The range is part of the Ezop/Yam-Alin volcanic zone.

==History==
The range is located in a remote area and was unexplored until mid 19th century. Between 1849 and 1853, a large Russian military expedition led by Nikolai Khristoforovich Akhte operated in the Russian Far East. The German surveyor of the Russian service Ludwig Schwarz was assigned to it as an astronomer. Together with topographers Stepan Vasilievich Krutiv and Alexei Argunov, as well as geologist Nikolay Gavrilovich Meglitsky, the Yam-Alin range area was studied and topographically surveyed in detail. Based on their measurements, the first reliable map of Yam-Alin was drawn in 1851.

==Geography==
The Yam-Alin and the Dusse-Alin to the south of it are northern prolongations of the Bureya Range. Its mountains display alpine relief and stretch for about 180 km. The highest point is Gorod Makit with a height of 2298 m. To the southwest of the range rises the Ezop Range. In the north it connects with the southern end of the Taikan Range and to the northwest the Selemdzha Range stretches westwards.

===Hydrography===
The range forms the watershed between the rivers of the Selemdzha and Amgun basins.
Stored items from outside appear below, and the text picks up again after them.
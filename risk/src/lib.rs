//! Bankcore Risk Gate
//!
//! Fraud-risk scoring for transfers.
//!
//! # Features
//!
//! - Timeout-bounded scorer calls
//! - Response validation
//! - Deterministic local fallback when the scorer is degraded
//! - In-process rule scorer and external-process scorer
//!
//! # Example
//!
//! ```rust,ignore
//! use std::sync::Arc;
//! use bankcore_risk::{RiskGate, RiskGateConfig, RuleScorer};
//!
//! let gate = RiskGate::new(Arc::new(RuleScorer::default()), RiskGateConfig::default());
//! let verdict = gate.assess(&candidate, &history).await;
//! if verdict.exceeds(0.85) {
//!     // block
//! }
//! ```

pub mod error;
pub mod wire;
pub mod scorer;
pub mod fallback;
pub mod gate;
pub mod rules;
pub mod process;

pub use error::{RiskError, RiskResult};
pub use wire::{RiskRequest, RiskResponse};
pub use scorer::RiskScorer;
pub use fallback::FallbackPolicy;
pub use gate::{RiskGate, RiskGateConfig};
pub use rules::{RuleScorer, RuleSet};
pub use process::CommandScorer;

#[cfg(any(test, feature = "test-utils"))]
pub use scorer::{MockScorer, ScriptedOutcome};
Some of the right tributaries of the Selemzha, such as the Takh-Urak, Kumusun and Selitkan, have their sources in the western slopes of the range. On the eastern there are the sources of a few left tributaries of the Amgun, such as the Kerby and Nimelen, as well as the Assyni (Ассыни), a tributary of the Tugur and the Munikan, a tributary of the Konin —a tributary of the Tugur.

==Flora ==
The lower slopes of the range are covered with coniferous forests up to altitudes of 1500 m, followed by thickets of dwarf cedar and mountain tundra at higher elevations.